Comédie dramatique de Joël Pommerat, mise en scène de Jacques Vincey, avec Cynthia Lee MacQuarrie, Ebi Shankara, Janice Koh, Karen Tan, Pavan J Singh, Tan Shou Chen, Timothy Nga, Umi Kalthum Ismail et Zelda Tatiana Ng. Sous un titre métaphorique s'inspirant de la division intestine de la nation coréenne, Joël Pommerat traite du thème de l'amour dans la multitude de déclinaisons qu'engendre la définition polysémique du dictionnaire depuis l'acte sexuel au sentiment en passant, entre autres, par l'affection et l'amitié.

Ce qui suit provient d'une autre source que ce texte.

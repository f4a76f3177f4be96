//! # Repository Module
//!
//! ```text
//! ┌─────────────────────────────────────────────────────────────────────────┐
//! │  Repository              Tables                    Used by              │
//! │  ──────────────────────  ────────────────────────  ──────────────────   │
//! │  SaleReturnRepository    sale_returns, sales       settlement (load)   │
//! │  JournalRepository       journal_entries, _lines   settlement (post)   │
//! │  CustomerBalanceRepo     customer_balance_entries  settlement (credit) │
//! │  StoreRepository         stores, users, store_user store guard         │
//! └─────────────────────────────────────────────────────────────────────────┘
//! ```
//!
//! All queries are runtime-checked (`sqlx::query` / `query_as`), so the
//! crate builds without a `DATABASE_URL`.

pub mod balance;
pub mod journal;
pub mod sale_return;
pub mod store;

Composée d'une succession de scènes courtes, la partition mosaïcienne de "La Réunification des deux Corées" ressort à la comédie à sketches qui repose, non sur une approche psychologique ou ontologique, mais sur une série de situations décontextualisées au plan spatio-temporel.

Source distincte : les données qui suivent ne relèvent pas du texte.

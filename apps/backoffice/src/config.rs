//! # Back Office Configuration
//!
//! ## Configuration Sources
//! ```text
//! ┌─────────────────────────────────────────────────────────────────────────┐
//! │                    Configuration Priority                               │
//! │                                                                         │
//! │  1. Environment Variables (highest priority)                           │
//! │     HARBOR_DB_PATH=/var/lib/harbor/harbor.db                           │
//! │     HARBOR_DEFAULT_SETTLEMENT=customer_credit                          │
//! │                                                                         │
//! │  2. TOML Config File, first of:                                        │
//! │     --config <PATH>                                                    │
//! │     $HARBOR_CONFIG                                                     │
//! │     ~/.config/backoffice/backoffice.toml (Linux)                       │
//! │     ~/Library/Application Support/com.harbor.backoffice/... (macOS)    │
//! │                                                                         │
//! │  3. Default Values (lowest priority)                                   │
//! │     harbor.db, cash settlement, queue of 256                           │
//! └─────────────────────────────────────────────────────────────────────────┘
//! ```
//!
//! ## Configuration File Format
//! ```toml
//! [database]
//! path = "harbor.db"
//!
//! [accounting.map]
//! sales_returns = "4100"
//! sales_tax_payable = "2200"
//! refunds_payable = "2050"
//!
//! [accounting.returns]
//! default_settlement = "customer_credit"
//!
//! [worker]
//! queue_capacity = 256
//! ```

use serde::{Deserialize, Serialize};
use std::path::{Path, PathBuf};
use tracing::{debug, info, warn};

use harbor_core::accounting::{AccountMap, SettlementPolicy};
use harbor_core::validation::validate_account_map;

use crate::error::{BackofficeError, BackofficeResult};

pub const ENV_CONFIG_PATH: &str = "HARBOR_CONFIG";
pub const ENV_DB_PATH: &str = "HARBOR_DB_PATH";
pub const ENV_DEFAULT_SETTLEMENT: &str = "HARBOR_DEFAULT_SETTLEMENT";

// =============================================================================
// Sections
// =============================================================================

#[derive(Debug, Clone, PartialEq, Eq, Serialize, Deserialize)]
pub struct DatabaseSettings {
    #[serde(default = "default_db_path")]
    pub path: PathBuf,
}

fn default_db_path() -> PathBuf {
    PathBuf::from("harbor.db")
}

impl Default for DatabaseSettings {
    fn default() -> Self {
        DatabaseSettings {
            path: default_db_path(),
        }
    }
}

#[derive(Debug, Clone, Default, PartialEq, Eq, Serialize, Deserialize)]
pub struct ReturnsSettings {
    /// `customer_credit` turns refunds into store credit; anything else
    /// leaves settlement to the till.
    #[serde(default)]
    pub default_settlement: SettlementPolicy,
}

/// The `[accounting]` section, handed to the settlement service as a value.
#[derive(Debug, Clone, PartialEq, Eq, Serialize, Deserialize)]
pub struct AccountingConfig {
    #[serde(default = "default_account_map")]
    pub map: AccountMap,

    #[serde(default)]
    pub returns: ReturnsSettings,
}

fn default_account_map() -> AccountMap {
    AccountMap::new()
        .with("sales_returns", "4100")
        .with("sales_tax_payable", "2200")
        .with("refunds_payable", "2050")
}

impl Default for AccountingConfig {
    fn default() -> Self {
        AccountingConfig {
            map: default_account_map(),
            returns: ReturnsSettings::default(),
        }
    }
}

impl AccountingConfig {
    pub fn settlement_policy(&self) -> &SettlementPolicy {
        &self.returns.default_settlement
    }
}

#[derive(Debug, Clone, PartialEq, Eq, Serialize, Deserialize)]
pub struct WorkerSettings {
    /// Bound of the settlement event channel.
    #[serde(default = "default_queue_capacity")]
    pub queue_capacity: usize,
}

fn default_queue_capacity() -> usize {
    256
}

impl Default for WorkerSettings {
    fn default() -> Self {
        WorkerSettings {
            queue_capacity: default_queue_capacity(),
        }
    }
}

// =============================================================================
// Main Configuration
// =============================================================================

#[derive(Debug, Clone, Default, PartialEq, Eq, Serialize, Deserialize)]
pub struct BackofficeConfig {
    #[serde(default)]
    pub database: DatabaseSettings,

    #[serde(default)]
    pub accounting: AccountingConfig,

    #[serde(default)]
    pub worker: WorkerSettings,
}

impl BackofficeConfig {
    /// Loads defaults, then the config file, then environment overrides,
    /// then validates.
    ///
    /// An explicitly named file (argument or `HARBOR_CONFIG`) must exist.
    /// The platform default path is optional.
    pub fn load(explicit_path: Option<PathBuf>) -> BackofficeResult<Self> {
        let explicit = explicit_path.or_else(|| std::env::var_os(ENV_CONFIG_PATH).map(PathBuf::from));

        let mut config = match explicit {
            Some(path) => {
                info!(?path, "Loading back office config from file");
                Self::from_file(&path)?
            }
            None => match Self::default_config_path() {
                Some(path) if path.exists() => {
                    info!(?path, "Loading back office config from file");
                    Self::from_file(&path)?
                }
                other => {
                    debug!(path = ?other, "Config file not found, using defaults");
                    Self::default()
                }
            },
        };

        config.apply_overrides(|key| std::env::var(key).ok());
        config.validate()?;

        Ok(config)
    }

    pub fn from_file(path: &Path) -> BackofficeResult<Self> {
        let contents = std::fs::read_to_string(path)?;
        Self::from_toml_str(&contents)
    }

    pub fn from_toml_str(contents: &str) -> BackofficeResult<Self> {
        Ok(toml::from_str(contents)?)
    }

    /// Applies `HARBOR_*` overrides read through `lookup`.
    pub fn apply_overrides<F>(&mut self, lookup: F)
    where
        F: Fn(&str) -> Option<String>,
    {
        if let Some(path) = lookup(ENV_DB_PATH) {
            debug!(path = %path, "Overriding database path from environment");
            self.database.path = PathBuf::from(path);
        }

        if let Some(policy) = lookup(ENV_DEFAULT_SETTLEMENT) {
            debug!(policy = %policy, "Overriding default settlement from environment");
            self.accounting.returns.default_settlement = SettlementPolicy::from(policy);
        }
    }

    pub fn validate(&self) -> BackofficeResult<()> {
        if self.database.path.as_os_str().is_empty() {
            return Err(BackofficeError::InvalidConfig(
                "database.path must not be empty".into(),
            ));
        }

        validate_account_map(&self.accounting.map)
            .map_err(|e| BackofficeError::InvalidConfig(format!("accounting.map: {e}")))?;

        if self.worker.queue_capacity == 0 {
            return Err(BackofficeError::InvalidConfig(
                "worker.queue_capacity must be greater than 0".into(),
            ));
        }

        if let SettlementPolicy::Unrecognized(raw) = &self.accounting.returns.default_settlement {
            warn!(
                value = %raw,
                "Unrecognized accounting.returns.default_settlement; returns will not be credited"
            );
        }

        Ok(())
    }

    fn default_config_path() -> Option<PathBuf> {
        directories::ProjectDirs::from("com", "harbor", "backoffice")
            .map(|dirs| dirs.config_dir().join("backoffice.toml"))
    }
}

// =============================================================================
// Unit Tests
// =============================================================================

Souvent convenues nonobstant quelques inattendus opus loufoques, elles sont traitées selon un large spectre dramatique, du pathétique au comique, sous la focale du désenchantement et de l'incrédulité quant à l'existence même et, surtout, la pérennité d'un affect qui ne serait qu'un temporaire substitut à la solitude profonde l'homme, voire un mythe.

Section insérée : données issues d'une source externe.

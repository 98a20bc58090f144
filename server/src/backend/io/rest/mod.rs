//! # REST API Interface Layer
//!
//! HTTP endpoints of the points service. Handlers verify the caller, map the
//! `shared` DTOs to domain commands and back, and return `PointsError` on
//! failure; [`errors`] turns that into a status code and `{success, error}`
//! body.

pub mod auth;
pub mod award_apis;
pub mod backfill_apis;
pub mod errors;
pub mod ledger_apis;
pub mod mappers;
pub mod rate_limit;
pub mod rotation_apis;
pub mod voucher_apis;
pub mod wheel_apis;

pub use auth::TokenAuthority;
pub use rate_limit::AwardRateLimiter;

Le metteur en scène Jacques Vincey s'empare de ce patchwork avec les comédiens de la Compagnie Theaterworks de Singapour qui le dispensent en anglais sur une traduction éclairée de Marc Golberg avec un jeu placé sur le signe de l'humour distancié à l'anglo-saxonne. Le scénographe Dennis Cheok a conçu un dispositif de boite noire comportant au centre un praticable érigé en aire de jeu sur lequel les comédiens, assis alignés à l'arrière, viennent officier qui évoque celui d'un école de théâtre dans laquelle les élèves attendent de passer leur scène. Scandés par des coups de gong qui rappellent celui de la cloche du ring de boxe et la musique d'ascenseur jouée en direct par le guitariste Alexandre Meyer suspendu dans les airs, et placés sous les lumières quasi pommeratiennes de Marie-Christine Soma, les short cuts, portés par le talent époustouflant de la troupe, se succèdent à un rythme soutenu avec une rigueur millimétrée.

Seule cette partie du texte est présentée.